Principal lecturer in paintings and print making at Brighton University, Tony Wilson is known for the visual language he uses in his images.

Initially, they appear as a collage of unrelated elements, though it soon becomes clear that no motif is superfluous.

As Mel Gooding writes in the catalogue accompanying the exhibition: "In Wilson's work, the pictorial surface becomes a theatre of memory, a field of engagement with psychic and emotional reality. And on that surface, he assembles without regard for any other logic than that of association and emotive effect disparate objects, remembered and imaginary, banal or mysterious."

Wilson established this intensely personal style in the Seventies and has continued ever since.

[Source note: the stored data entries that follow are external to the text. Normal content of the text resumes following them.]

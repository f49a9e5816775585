//! DDS (DirectDraw Surface) texture parsing.
//!
//! A DDS file is a 4-byte magic, a 124-byte header, an optional 20-byte
//! DXT10 extension and the pixel payload. The pixel format can be signalled
//! several overlapping ways (FourCC codes, legacy D3D9 format numbers stored
//! as FourCCs, DXGI enumerants, or raw channel bitmasks); this crate
//! resolves them to one canonical description, computes the pixel layout,
//! and carves bounds-checked views of every mip level out of the buffer.
//!
//! Malformed files degrade gracefully: every stage reports into a
//! [`Diagnostics`] log, and only [`Severity::Fatal`] entries stop processing.
//!
//! # Example
//!
//! ```no_run
//! use ddscope_dds::{DdsTexture, Severity};
//!
//! let data = std::fs::read("texture.dds")?;
//! let (texture, diagnostics) = DdsTexture::from_bytes(data);
//! if diagnostics.severity() < Severity::Fatal {
//!     if let Some(top) = texture.get_image_data(0, 0) {
//!         println!("{:?}: {}x{}", texture.format(), top.width, top.height);
//!     }
//! }
//! # Ok::<(), Box<dyn std::error::Error>>(())
//! ```

mod diagnostics;
mod error;
mod extract;
mod format;
mod header;
mod layout;
mod legacy;
mod resolve;
mod texture;

#[cfg(test)]
mod test_support;

pub use diagnostics::{Diagnosed, Diagnostic, Diagnostics, Severity};
pub use error::{Error, Result};
pub use extract::{data_offset, extract_levels, Extraction, LevelRecord, MAX_BYTES_PER_PIXEL};
pub use format::{Compression, DxgiFormat, FormatInfo};
pub use header::{
    caps2, ddpf, ddsd, is_dds, AlphaMode, DdsHeader, DdsHeaderDxt10, DdsPixelFormat, FourCC,
    ResourceDimension, DDS_MAGIC, DXT10_OFFSET,
};
pub use layout::{compute_layout, ChannelBits, Dimensions, PixelLayout, MAX_MIP_COUNT};
pub use legacy::LegacyFormat;
pub use resolve::{lookup_four_cc, resolve_format, ColorTransform, FormatSource, ResolvedFormat};
pub use texture::{DdsTexture, ImageLevel};

/// Look up a legacy D3D9 device format stored in the FourCC slot.
pub fn lookup_legacy_format(code: u32) -> Option<&'static LegacyFormat> {
    legacy::lookup(code)
}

This large exhibition traces his changing subject matter, from the early works influenced by the music of American saxophonist Charlie Parker, to growing up in the industrial Midlands, the memorable visits to his father's workshop and the brutal hardness of machinery, manufactured objects and tools.

A series of works from the late Nineties, Iron Ladder to Remembered Figures, uses - in his own words - "the notion of a ladder as a metaphor to visit people and times both past and present, iron being an element of great strength which is reduced to dust by the passage of time."

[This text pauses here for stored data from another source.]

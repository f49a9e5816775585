//! Layout calculation: surface dimensions and per-pixel geometry.

use crate::format::{Compression, DxgiFormat};
use crate::header::{caps2, ddpf, ddsd, DdsHeader, DdsHeaderDxt10, ResourceDimension};
use crate::resolve::{ColorTransform, ResolvedFormat};
use crate::{Diagnosed, Diagnostics, Error, Result};

/// Largest mip chain a 32-bit dimension can have.
pub const MAX_MIP_COUNT: u32 = 31;

/// Surface extent and mip/array structure.
#[derive(Debug, Default, Clone, Copy, PartialEq, Eq)]
pub struct Dimensions {
    pub width: u32,
    pub height: u32,
    pub depth: u32,
    pub mip_count: u32,
    /// Number of array slices; six per cube for cube maps.
    pub array_size: u32,
    pub cubemap: bool,
    pub volume: bool,
}

impl Dimensions {
    /// Derive dimensions from the headers, clamping out-of-range values.
    pub fn from_headers(header: &DdsHeader, dxt10: Option<&DdsHeaderDxt10>) -> Diagnosed<Self> {
        let mut log = Diagnostics::new();

        if header.width == 0 || header.height == 0 {
            log.warn(format!(
                "degenerate extent {}x{}; treating zero as 1",
                header.width, header.height
            ));
        }

        let mip_count = match header.mipmap_count {
            0 => 1,
            n if n > MAX_MIP_COUNT => {
                log.warn(format!("mip count {n} exceeds {MAX_MIP_COUNT}; using 1"));
                1
            }
            n => n,
        };

        let mut volume = header.caps2 & caps2::VOLUME != 0 || header.flags & ddsd::DEPTH != 0;
        let mut array_size = 1;
        let mut cubemap = false;
        let mut height = header.height.max(1);

        match dxt10 {
            Some(ext) => {
                match ext.dimension() {
                    ResourceDimension::Texture1D => {
                        if header.flags & ddsd::HEIGHT != 0 && header.height != 1 {
                            log.warn(format!(
                                "1D texture with height {}; using 1",
                                header.height
                            ));
                        }
                        height = 1;
                        volume = false;
                    }
                    ResourceDimension::Texture2D => volume = false,
                    ResourceDimension::Texture3D => volume = true,
                    other => log.warn(format!(
                        "unexpected resource dimension {other:?}; continuing as 2D"
                    )),
                }

                array_size = match ext.array_size {
                    0 => {
                        log.warn("DXT10 array size is zero; using 1");
                        1
                    }
                    n => n,
                };

                if ext.is_cubemap() {
                    cubemap = true;
                    array_size = array_size.saturating_mul(6);
                }
            }
            None => {
                let cube_bits = header.caps2 & (caps2::CUBEMAP | caps2::CUBEMAP_ALL_FACES);
                if cube_bits != 0 {
                    if cube_bits != (caps2::CUBEMAP | caps2::CUBEMAP_ALL_FACES) {
                        log.warn(format!(
                            "incomplete cube map caps {:#x}; treating as a full cube map",
                            header.caps2
                        ));
                    }
                    cubemap = true;
                    array_size = 6;
                }
            }
        }

        if volume && array_size > 1 {
            log.warn(format!("volume texture with {array_size} array slices"));
        }

        let depth = if volume { header.depth.max(1) } else { 1 };

        Diagnosed::new(
            Self {
                width: header.width.max(1),
                height,
                depth,
                mip_count,
                array_size,
                cubemap,
                volume,
            },
            log,
        )
    }
}

/// Bit count and right shift of one channel mask.
#[derive(Debug, Default, Clone, Copy, PartialEq, Eq, Hash)]
pub struct ChannelBits {
    pub count: u8,
    pub shift: u8,
}

impl ChannelBits {
    /// Measure the contiguous run of set bits starting at the lowest set
    /// bit. Non-contiguous masks are cut at the first gap.
    pub fn from_mask(mask: u32) -> Self {
        if mask == 0 {
            return Self::default();
        }
        let shift = mask.trailing_zeros();
        let count = (mask >> shift).trailing_ones();
        Self {
            count: count as u8,
            shift: shift as u8,
        }
    }
}

/// Per-pixel geometry of a resolved format.
#[derive(Debug, Default, Clone, Copy, PartialEq, Eq)]
pub struct PixelLayout {
    pub bits_per_pixel: u32,
    pub channel_count: u8,
    pub block_width: u32,
    pub block_height: u32,
    /// Channel bits in R, G, B, A slot order.
    pub channels: [ChannelBits; 4],
    pub srgb: bool,
}

/// Compute the pixel layout, substituting an RGBA8 fallback for formats
/// that have no direct layout.
///
/// Returns the resolved format as well because the fallback replaces it.
/// A substituted format stays bitmasked with its stored bit count, so
/// levels are still sized by the density actually present in the file.
pub fn compute_layout(
    header: &DdsHeader,
    mut resolved: ResolvedFormat,
) -> Diagnosed<Result<(ResolvedFormat, PixelLayout)>> {
    let mut log = Diagnostics::new();

    let bits_per_pixel = match resolved.format {
        Some(format) if format.is_unsupported() => {
            log.warn(format!(
                "{format} has no direct layout; substituting R8G8B8A8_UNORM"
            ));
            resolved.bit_count = match resolved.bit_count {
                0 => match infer_bits_from_pitch(header, &mut log) {
                    0 => palette_bits(format),
                    n => n,
                },
                n => n,
            };
            resolved.format = Some(DxgiFormat::R8G8B8A8_UNORM);
            resolved.bitmasked = true;
            resolved.masks = [0x0000_00FF, 0x0000_FF00, 0x00FF_0000, 0xFF00_0000];
            32
        }
        Some(format) if !resolved.bitmasked => format.bits_per_pixel(),
        _ if resolved.bit_count != 0 => resolved.bit_count,
        _ => infer_bits_from_pitch(header, &mut log),
    };

    if bits_per_pixel == 0 {
        let name = match resolved.format {
            Some(format) => format.to_string(),
            None => format!("FourCC {}", resolved.four_cc),
        };
        return Diagnosed::new(Err(Error::UndeducibleBitsPerPixel(name)), log);
    }

    let channel_count = match resolved.format {
        Some(format) if !resolved.bitmasked => channel_count(format, &resolved),
        _ => resolved.masks.iter().filter(|m| **m != 0).count() as u8,
    };

    let (block_width, block_height) = match resolved.format {
        Some(format) if !resolved.bitmasked => format.block_size(),
        _ => (1, 1),
    };

    let srgb = header.pixel_format.has_flag(ddpf::SRGB)
        || resolved.format.is_some_and(DxgiFormat::is_srgb);

    let layout = PixelLayout {
        bits_per_pixel,
        channel_count,
        block_width,
        block_height,
        channels: resolved.masks.map(ChannelBits::from_mask),
        srgb,
    };
    Diagnosed::new(Ok((resolved, layout)), log)
}

fn channel_count(format: DxgiFormat, resolved: &ResolvedFormat) -> u8 {
    match resolved.compression {
        Compression::Bc3Dxt4 | Compression::Bc3Dxt5
            if resolved.normal_map || resolved.transform == ColorTransform::AlphaGreenBlueRed =>
        {
            3
        }
        Compression::Bc5 if resolved.normal_map => 3,
        Compression::Bc5 => 2,
        _ => format.channel_count(),
    }
}

/// Stored density of the palette and intensity-alpha formats.
fn palette_bits(format: DxgiFormat) -> u32 {
    match format {
        DxgiFormat::A8P8 => 16,
        _ => 8,
    }
}

/// Bits per pixel for files that only carry a pitch.
fn infer_bits_from_pitch(header: &DdsHeader, log: &mut Diagnostics) -> u32 {
    let pitch = header.pitch_or_linear_size;
    let width = header.width;
    if pitch == 0 || width == 0 {
        return 0;
    }
    if pitch % width != 0 {
        log.warn(format!(
            "pitch {pitch} is not a multiple of width {width}; bits per pixel is approximate"
        ));
    }
    (pitch / width).saturating_mul(8)
}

In other works, he references violence in the world and its devastation, a subject that disturbs him not least because he was born in 1944.

The pinnacle of this show is his piece relating to two figures who died in the First World War, both unknown to Wilson.

One is his grandfather, the other the father of a French farmer whose house Wilson has owned since the early Nineties.

The house has profoundly influenced his paintings during the past decade.

In it, he found a letter written by its combatant inhabitant during the Great War.

Requiem is intended a pictorial memorial to these two soldiers.

His grandfather fought in France and Flanders before dying in England in 1916, the same year as the Frenchman who wrote the letter.

Wilson has carried what he knows of these lives and war with him, explored it and allowed its permanent shadows to take residence on canvas.